Dream after dream revealed itself, until he saw the greatest Dream of all, the Cross, which the Almighty had dreamed for his Son before long before all time and existence began. Fulfilling His Father’s Dream, the Son hung suspended on the Roman cross, sustaining the very nails by His divine power that pierced his hands and feet.

The Creator of heaven and earth, Elohim, had given Adam the man many days—not to mention the great long Day in the Garden, that stretched for how many years Adam could not possibly count! He remembered all the numbered days, however. First, before the Days, came the great Beginning, when God created the heavens and the earth. And after the Beginning, there was a time when the mighty giants of heaven built great cities and sailed on the rivers and lakes in beautiful vessels of great swiftness and power, but they displeased the Creator with wicked pride and violent ways, and he destroyed them all from off the land.

In the struggle with their leader, while he was fighting against the Creator the earth too was destroyed, for there came Darkness and void covering the earth, and the earth lay in a river of dark waters, with no life or growing, green trees and herbs, or any animals to inhabit it. Nor was there yet any Adam and his woman. But the Spirit of God came and moved upon the face of the waters that overflowed the earth, and the power of God brought light, making Day and Night, and gathered the waters together in one place, bringing forth the dry land. And then on the dry land God created all the kinds of animals, until He had filled both the dry land and the gathered waters, which God called Seas, with all manner of beasts and fowl and fishes, placing fowl in the firmament which he had created to cover the dry earth. In the firmament he had place great lights for the Day and Night, the Sun to rule the Day, and the stars and Moon to rule the Night. God did many such wonderful things.

But the most wonderful was not such things. It was when he made Adam from red clay of the ground by their river, a tributary of the Euphrates, the Pison. It was one of the four rivers that flowed in various channels like canals to water the garden God made just for Adam to live in. The garden! Adam sighed as often as he looked in its direction. His wife sometimes wept just as she had when they were driven out by flaming beings that towered above them with swinging swords. How frightened they were at the sight of these warrior servants of God!

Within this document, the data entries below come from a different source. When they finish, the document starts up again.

//! Key-value assistant configuration (`/etc/ai/ai.conf`).
//!
//! Each line has the form `KEY=value`. `OPENAIKEY` is required and the first
//! occurrence wins. `PROMPT` and `ADDEDPROMPT` may repeat; their values are
//! joined with single spaces. Other lines are ignored.

use std::fs;
use std::io;
use std::path::{Path, PathBuf};

use thiserror::Error;

pub const DEFAULT_CONFIG_PATH: &str = "/etc/ai/ai.conf";

const API_KEY: &str = "OPENAIKEY";
const PROMPT: &str = "PROMPT";
const ADDED_PROMPT: &str = "ADDEDPROMPT";
const MODEL: &str = "MODEL";
const API_URL: &str = "APIURL";

#[derive(Debug, Error)]
pub enum ConfigError {
    #[error("failed to open config file {}", .path.display())]
    Read {
        path: PathBuf,
        #[source]
        source: io::Error,
    },

    #[error("{key} not found in config file {}", .path.display())]
    MissingKey { key: &'static str, path: PathBuf },
}

#[derive(Debug, Clone, PartialEq, Eq)]
pub struct AssistantConfig {
    pub api_key: String,
    pub prompt: Option<String>,
    pub added_prompt: Option<String>,
    pub model: Option<String>,
    pub api_url: Option<String>,
}

impl AssistantConfig {
    /// System messages that open every conversation, in order.
    pub fn system_prompts(&self) -> Vec<String> {
        self.prompt
            .iter()
            .chain(self.added_prompt.iter())
            .cloned()
            .collect()
    }
}

pub fn load_config(path: &Path) -> Result<AssistantConfig, ConfigError> {
    let contents = fs::read_to_string(path).map_err(|source| ConfigError::Read {
        path: path.to_path_buf(),
        source,
    })?;
    parse_config(&contents, path)
}

/// Parse config text; `path` is only used for error messages.
pub fn parse_config(contents: &str, path: &Path) -> Result<AssistantConfig, ConfigError> {
    let api_key = first_value(contents, API_KEY)
        .map(|key| key.trim().to_string())
        .filter(|key| !key.is_empty())
        .ok_or_else(|| ConfigError::MissingKey {
            key: API_KEY,
            path: path.to_path_buf(),
        })?;

    Ok(AssistantConfig {
        api_key,
        prompt: joined_values(contents, PROMPT),
        added_prompt: joined_values(contents, ADDED_PROMPT),
        model: first_value(contents, MODEL).map(|v| v.trim().to_string()),
        api_url: first_value(contents, API_URL).map(|v| v.trim().to_string()),
    })
}

fn values<'a>(contents: &'a str, key: &'a str) -> impl Iterator<Item = &'a str> + 'a {
    contents.lines().filter_map(move |line| {
        let line = line.strip_suffix('\r').unwrap_or(line);
        line.strip_prefix(key)?.strip_prefix('=')
    })
}

fn first_value<'a>(contents: &'a str, key: &'a str) -> Option<&'a str> {
    values(contents, key).next()
}

fn joined_values(contents: &str, key: &str) -> Option<String> {
    let parts: Vec<&str> = values(contents, key).collect();
    if parts.is_empty() {
        tracing::debug!(key, "config key not present");
        return None;
    }
    Some(parts.join(" "))
}

#[cfg(test)]
mod tests {
    use super::*;

    fn parse(contents: &str) -> Result<AssistantConfig, ConfigError> {
        parse_config(contents, Path::new("ai.conf"))
    }

    #[test]
    fn parses_key_and_multiline_prompts() {
        let config = parse(
            "# assistant\nOPENAIKEY=sk-test\nPROMPT=You are a Linux assistant.\n\
             PROMPT=Wrap commands in <CMD></CMD>.\nADDEDPROMPT=Be brief.\n",
        )
        .expect("parse");
        assert_eq!(config.api_key, "sk-test");
        assert_eq!(
            config.prompt.as_deref(),
            Some("You are a Linux assistant. Wrap commands in <CMD></CMD>.")
        );
        assert_eq!(config.added_prompt.as_deref(), Some("Be brief."));
        assert_eq!(config.system_prompts().len(), 2);
    }

    #[test]
    fn prompt_key_does_not_match_added_prompt_lines() {
        let config = parse("OPENAIKEY=k\nADDEDPROMPT=extra\n").expect("parse");
        assert_eq!(config.prompt, None);
        assert_eq!(config.system_prompts(), vec!["extra".to_string()]);
    }

    #[test]
    fn first_api_key_wins_and_is_trimmed() {
        let config = parse("OPENAIKEY=first \r\nOPENAIKEY=second\n").expect("parse");
        assert_eq!(config.api_key, "first");
    }

    #[test]
    fn missing_api_key_is_an_error() {
        let err = parse("PROMPT=hello\n").unwrap_err();
        assert!(matches!(err, ConfigError::MissingKey { key: "OPENAIKEY", .. }));
        assert!(err.to_string().contains("OPENAIKEY not found"));
    }

    #[test]
    fn empty_api_key_is_an_error() {
        assert!(parse("OPENAIKEY=\n").is_err());
    }

    #[test]
    fn optional_model_and_url() {
        let config =
            parse("OPENAIKEY=k\nMODEL=gpt-4o-mini\nAPIURL=http://localhost:8080/v1\n")
                .expect("parse");
        assert_eq!(config.model.as_deref(), Some("gpt-4o-mini"));
        assert_eq!(config.api_url.as_deref(), Some("http://localhost:8080/v1"));
    }

    #[test]
    fn load_missing_file_reports_path() {
        let temp = tempfile::tempdir().expect("tempdir");
        let path = temp.path().join("ai.conf");
        let err = load_config(&path).unwrap_err();
        assert!(matches!(err, ConfigError::Read { .. }));
        assert!(err.to_string().contains("failed to open config file"));
    }

    #[test]
    fn load_reads_file() {
        let temp = tempfile::tempdir().expect("tempdir");
        let path = temp.path().join("ai.conf");
        fs::write(&path, "OPENAIKEY=sk-file\n").expect("write");
        assert_eq!(load_config(&path).expect("load").api_key, "sk-file");
    }
}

That was a terrible Day, indeed, when they had to leave their home, the garden God made, to go live in Havilah in the outside world. For what? And where would they go? They had no idea. So they did not go far. When the servants of God turned back and left them alone, then they fell down under some sheltering trees and wept, holding each others’ arms. How suddenly it happened too! Later, when Cain his first son asked him about it, it was as if he were still there, back in the garden, one day. It was after the Day of the Serpent’s Temptings. God had clothed their nakedness, so that they no longer felt so much shame in each other’s eyes. God had slain animals, taking the skins and making them so clean they were good to wear around their bodies. That was the first time he had seen blood of animals, how red it was, just like the clay God had used to make him a man in his own image.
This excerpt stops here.